Osaka-based Mitsubishi Tanabe Pharma has reported encouraging 12-month efficacy and safety data for edaravone (brand name Radicava) for the treatment of ALS.
Edaravone is delivered by intravenous injection. It’s thought to work by relieving the effects of oxidative stress, which, in people with ALS, has been suspected to play a role in the death of nerve cells called motor neurons. Oxidative stress is an imbalance between the production of free radicals and the ability of the body to counteract or detoxify their harmful effects with antioxidants. Targeting this pathway could potentially preserve motor neuron health, which could in turn keep muscles functional for a longer period of time.
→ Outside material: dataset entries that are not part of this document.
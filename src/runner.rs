//! Session supervision: build, wire, connect, and babysit the trading loop.

use std::sync::Arc;
use std::time::{Duration, Instant, SystemTime, UNIX_EPOCH};

use tokio::sync::Mutex as AsyncMutex;
use tokio::task::JoinHandle;
use tokio::time::{MissedTickBehavior, interval, timeout};
use tracing::{error, info, warn};

use crate::auth::Credentials;
use crate::client::ExchangeClient;
use crate::config::{Mode, SessionConfig};
use crate::error::{DataError, Error, Result};
use crate::executor::{
    Execute, LiveExecutor, OptionsExecutor, PricingParams, SimExecutor,
};
use crate::market::{Market, MarketSink};
use crate::signal::{CandleClient, SignalSocket, TickSink};
use crate::sync::Event;
use crate::vol::VolatilityEstimator;
use crate::ws::{ExchangeSocket, FillSink};

/// Supervision poll period.
const POLL_PERIOD: Duration = Duration::from_secs(1);

/// Hard timeout for the closing market order.
const CLOSE_POSITION_TIMEOUT: Duration = Duration::from_secs(10);

/// Per-component timeout during teardown.
const COMPONENT_CLOSE_TIMEOUT: Duration = Duration::from_secs(5);

/// Builds every component from config, wires the event sinks, and runs the
/// supervisory loop until shutdown, terminal time, staleness, or a risk
/// limit ends the session. On every terminal path the position is closed
/// (bounded by [`CLOSE_POSITION_TIMEOUT`]) before sockets are torn down.
pub struct SessionRunner {
    config: SessionConfig,
}

impl SessionRunner {
    pub fn new(config: SessionConfig) -> Self {
        Self { config }
    }

    /// Run one trading session to completion.
    ///
    /// Returns `Ok(())` on orderly shutdown and the terminal error when a
    /// risk limit or fatal transport problem ended the session (after the
    /// position close was attempted).
    pub async fn run(self, shutdown: Arc<Event>) -> Result<()> {
        let cfg = &self.config;
        let environment = cfg.environment();

        let credentials =
            Credentials::from_key_file(&cfg.auth.access_key, &cfg.auth.private_key_path)?;
        let client = ExchangeClient::new(credentials.clone(), environment)?;
        let market = Market::new(cfg.market.ticker.clone(), cfg.market.volatility_window);

        let mut estimator = VolatilityEstimator::new(CandleClient::new()?);
        estimator.prime().await?;
        info!(target: "runner", candles = estimator.candle_count(), "volatility estimator primed");
        let vol = Arc::new(AsyncMutex::new(estimator));

        let signal_socket = SignalSocket::new(cfg.signal.signal_channels.clone());
        let signal = signal_socket.handle();

        let params = PricingParams {
            strike: cfg.market.strike,
            expiry_ms: cfg.market.expiry_ms()?,
            min_edge: cfg.risk.trading_parameters.minimum_edge,
            risk_free_rate: 0.0,
        };
        let limits = cfg.risk.portfolio_limits.risk_limits();

        let exchange_socket =
            ExchangeSocket::new(credentials, environment, market.clone());

        match cfg.mode {
            Mode::Live => {
                info!(target: "runner", ticker = %cfg.market.ticker, "starting live session");
                let executor = OptionsExecutor::new(
                    LiveExecutor::new(client, market.clone(), limits),
                    params,
                    vol,
                    signal,
                );
                self.run_session(executor, market, exchange_socket, signal_socket, shutdown)
                    .await
            }
            Mode::Paper => {
                info!(target: "runner", ticker = %cfg.market.ticker, "starting paper session");
                let executor = SimExecutor::new(
                    market.clone(),
                    limits,
                    params,
                    vol,
                    signal,
                    cfg.market.starting_balance,
                );
                self.run_session(executor, market, exchange_socket, signal_socket, shutdown)
                    .await
            }
        }
    }

    async fn run_session<E>(
        &self,
        executor: E,
        market: Market,
        mut exchange_socket: ExchangeSocket,
        mut signal_socket: SignalSocket,
        shutdown: Arc<Event>,
    ) -> Result<()>
    where
        E: Execute + FillSink + MarketSink + TickSink,
    {
        // wire the event sinks before any message can arrive
        exchange_socket.set_fill_sink(Arc::new(executor.clone()));
        signal_socket.set_tick_sink(Arc::new(executor.clone()));
        market.set_update_sink(Arc::new(executor.clone()));

        exchange_socket.connect().await?;
        exchange_socket.subscribe_orderbook(market.ticker()).await?;
        exchange_socket.subscribe_fills().await?;
        executor.reconcile().await?;

        let mut exchange_task = Some(tokio::spawn(exchange_socket.run(shutdown.clone())));
        let mut signal_task = Some(tokio::spawn(signal_socket.run(shutdown.clone())));

        let outcome = self
            .supervise(
                &executor,
                &market,
                &mut exchange_task,
                &mut signal_task,
                &shutdown,
            )
            .await;

        shutdown.set();
        if let Some(task) = exchange_task {
            stop_task("exchange socket", task).await;
        }
        if let Some(task) = signal_task {
            stop_task("signal socket", task).await;
        }

        match &outcome {
            Ok(()) => info!(target: "runner", "session ended"),
            Err(e) => error!(target: "runner", error = %e, "session ended with error"),
        }
        outcome
    }

    /// The ≤1s poll loop: shutdown, task health, terminal time, periodic
    /// reconciliation, and book staleness, in that order.
    async fn supervise<E: Execute>(
        &self,
        executor: &E,
        market: &Market,
        exchange_task: &mut Option<JoinHandle<Result<()>>>,
        signal_task: &mut Option<JoinHandle<Result<()>>>,
        shutdown: &Arc<Event>,
    ) -> Result<()> {
        let limits = &self.config.risk;
        let terminal_exit = self.config.risk.portfolio_limits.terminal_exit();
        let reconciliation_period = limits.staleness_limits.reconciliation();
        let max_staleness = limits.staleness_limits.max_staleness();

        let started = Instant::now();
        let mut last_reconciliation = Instant::now();
        let mut poll = interval(POLL_PERIOD);
        poll.set_missed_tick_behavior(MissedTickBehavior::Delay);

        loop {
            poll.tick().await;

            if shutdown.is_set() {
                info!(target: "runner", "shutdown signal detected, closing position");
                self.safe_close_position(executor).await;
                return Ok(());
            }

            if exchange_task.as_ref().is_some_and(|t| t.is_finished()) {
                let result = join_result(exchange_task.take().expect("task present")).await;
                return self.finish_for_task("exchange socket", result, executor).await;
            }
            if signal_task.as_ref().is_some_and(|t| t.is_finished()) {
                let result = join_result(signal_task.take().expect("task present")).await;
                return self.finish_for_task("signal socket", result, executor).await;
            }

            if started.elapsed() >= terminal_exit {
                info!(target: "runner", "terminal time reached, closing position");
                self.safe_close_position(executor).await;
                return Ok(());
            }

            if last_reconciliation.elapsed() >= reconciliation_period {
                info!(target: "runner", "periodic reconciliation");
                match executor.reconcile().await {
                    Ok(()) => {}
                    Err(e @ Error::Risk(_)) => {
                        error!(target: "runner", error = %e, "risk limit during reconciliation");
                        self.safe_close_position(executor).await;
                        return Err(e);
                    }
                    Err(e) => {
                        warn!(target: "runner", error = %e, "reconciliation failed");
                    }
                }
                last_reconciliation = Instant::now();
            }

            if let Some(book_ts) = market.book_timestamp() {
                let age = Duration::from_nanos(now_ns().saturating_sub(book_ts).max(0) as u64);
                if age > max_staleness {
                    let err = DataError::StaleOrderbook {
                        age_secs: age.as_secs_f64(),
                    };
                    error!(target: "runner", error = %err, "orderbook staleness exceeded, closing position");
                    self.safe_close_position(executor).await;
                    return Err(err.into());
                }
            }
        }
    }

    async fn finish_for_task<E: Execute>(
        &self,
        name: &str,
        result: Result<()>,
        executor: &E,
    ) -> Result<()> {
        match &result {
            Ok(()) => warn!(target: "runner", task = name, "task exited unexpectedly"),
            Err(e) => error!(target: "runner", task = name, error = %e, "task failed"),
        }
        self.safe_close_position(executor).await;
        result
    }

    /// Close the position with a hard timeout; failures are logged, never
    /// propagated, so teardown always proceeds.
    async fn safe_close_position<E: Execute>(&self, executor: &E) {
        match timeout(CLOSE_POSITION_TIMEOUT, executor.close_position()).await {
            Ok(Ok(())) => info!(target: "runner", "position closed"),
            Ok(Err(e)) => error!(target: "runner", error = %e, "position close failed"),
            Err(_) => error!(target: "runner", "position close timed out"),
        }
    }
}

/// Await a finished task, flattening panics into errors.
async fn join_result(task: JoinHandle<Result<()>>) -> Result<()> {
    match task.await {
        Ok(result) => result,
        Err(e) => Err(Error::Config(format!("task panicked: {}", e))),
    }
}

/// Stop a supervised task: give it a grace period, then abort.
async fn stop_task(name: &str, mut task: JoinHandle<Result<()>>) {
    match timeout(COMPONENT_CLOSE_TIMEOUT, &mut task).await {
        Ok(_) => info!(target: "runner", task = name, "stopped"),
        Err(_) => {
            warn!(target: "runner", task = name, "close timed out, aborting");
            task.abort();
            let _ = task.await;
        }
    }
}

fn now_ns() -> i64 {
    SystemTime::now()
        .duration_since(UNIX_EPOCH)
        .map(|d| d.as_nanos() as i64)
        .unwrap_or(0)
}
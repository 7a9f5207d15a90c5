//! Common exchange types.

use serde::{Deserialize, Serialize};
use std::fmt;

/// Side of a position or order (Yes or No).
#[derive(Debug, Clone, Copy, PartialEq, Eq, Hash, Serialize, Deserialize)]
#[serde(rename_all = "lowercase")]
pub enum Side {
    Yes,
    No,
}

impl Side {
    /// The opposite side.
    pub fn other(self) -> Self {
        match self {
            Side::Yes => Side::No,
            Side::No => Side::Yes,
        }
    }
}

impl fmt::Display for Side {
    fn fmt(&self, f: &mut fmt::Formatter<'_>) -> fmt::Result {
        match self {
            Side::Yes => write!(f, "YES"),
            Side::No => write!(f, "NO"),
        }
    }
}

/// Action type for an order (Buy or Sell).
#[derive(Debug, Clone, Copy, PartialEq, Eq, Serialize, Deserialize)]
#[serde(rename_all = "lowercase")]
pub enum Action {
    Buy,
    Sell,
}

impl fmt::Display for Action {
    fn fmt(&self, f: &mut fmt::Formatter<'_>) -> fmt::Result {
        match self {
            Action::Buy => write!(f, "BUY"),
            Action::Sell => write!(f, "SELL"),
        }
    }
}

/// Order type (Limit or Market).
#[derive(Debug, Clone, Copy, PartialEq, Eq, Serialize, Deserialize)]
#[serde(rename_all = "lowercase")]
pub enum OrderType {
    Limit,
    Market,
}

/// Order status.
#[derive(Debug, Clone, Copy, PartialEq, Eq, Serialize, Deserialize)]
#[serde(rename_all = "lowercase")]
pub enum OrderStatus {
    Resting,
    Canceled,
    Executed,
    Pending,
}

impl OrderStatus {
    pub(crate) fn as_str(&self) -> &'static str {
        match self {
            OrderStatus::Resting => "resting",
            OrderStatus::Canceled => "canceled",
            OrderStatus::Executed => "executed",
            OrderStatus::Pending => "pending",
        }
    }
}

/// Convert cents to dollars.
///
/// The balance endpoint reports cents; local accounting is in dollars.
#[inline]
#[must_use]
pub fn cents_to_dollars(cents: i64) -> f64 {
    cents as f64 / 100.0
}

#[cfg(test)]
mod tests {
    use super::*;

    #[test]
    fn test_side_serde() {
        assert_eq!(serde_json::to_string(&Side::Yes).unwrap(), "\"yes\"");
        assert_eq!(serde_json::from_str::<Side>("\"no\"").unwrap(), Side::No);
    }

    #[test]
    fn test_side_other() {
        assert_eq!(Side::Yes.other(), Side::No);
        assert_eq!(Side::No.other(), Side::Yes);
    }

    #[test]
    fn test_action_serde() {
        assert_eq!(serde_json::to_string(&Action::Sell).unwrap(), "\"sell\"");
        assert_eq!(
            serde_json::from_str::<Action>("\"buy\"").unwrap(),
            Action::Buy
        );
    }

    #[test]
    fn test_cents_to_dollars() {
        assert_eq!(cents_to_dollars(12_345), 123.45);
        assert_eq!(cents_to_dollars(0), 0.0);
    }
}
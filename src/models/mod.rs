//! REST data models.

mod balance;
mod common;
mod order;
mod position;
pub(crate) mod query;

pub use balance::BalanceResponse;
pub use common::{Action, OrderStatus, OrderType, Side, cents_to_dollars};
pub use order::{
    ApiOrderError, BatchCancelOrdersRequest, BatchCancelOrdersResponse, BatchCancelResult,
    BatchCreateOrdersRequest, BatchCreateOrdersResponse, BatchOrderResult, GetOrdersParams,
    Order, OrderRequest, OrdersResponse, next_client_order_id,
};
pub use position::{GetPositionsParams, MarketPosition, PositionsResponse};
In the 48-week study, a 24-week double blind placebo-controlled phase (in which neither investigators nor participants knew who was receiving the drug and who was receiving placebo) was followed by a 24-week open label active treatment phase in which all participants received treatment with the drug.
Data showed that trial participants who were treated with edaravone in 10- to 14-day cycles for the full 48 weeks experienced significantly less functional loss when compared with those who received a placebo for the first 24 weeks, as measured by the ALS Functional Rating Scale-Revised (ALSFRS-R). The frequency of serious adverse events that occurred during treatment with edaravone was similar to that observed in those who received the placebo.
Mitsubishi Tanabe reported in June that it had submitted a New Drug Application (NDA) to the U.S. Food and Drug Administration (FDA) seeking approval for edaravone to treat people with ALS. The company said it expects a decision on whether it can market the drug in the United States by June 16, 2017. Edaravone was approved in 2015 in Japan and South Korea for the treatment of ALS and has been approved for the treatment of stroke since 2001.
If it receives FDA approval, edaravone would be the first drug approved to treat ALS in the U.S. in more than 20 years.
MDA has supported research investigating the role of oxidative stress in ALS and other neuromuscular disorders, as well as therapeutic approaches to combat the damage caused by free radicals.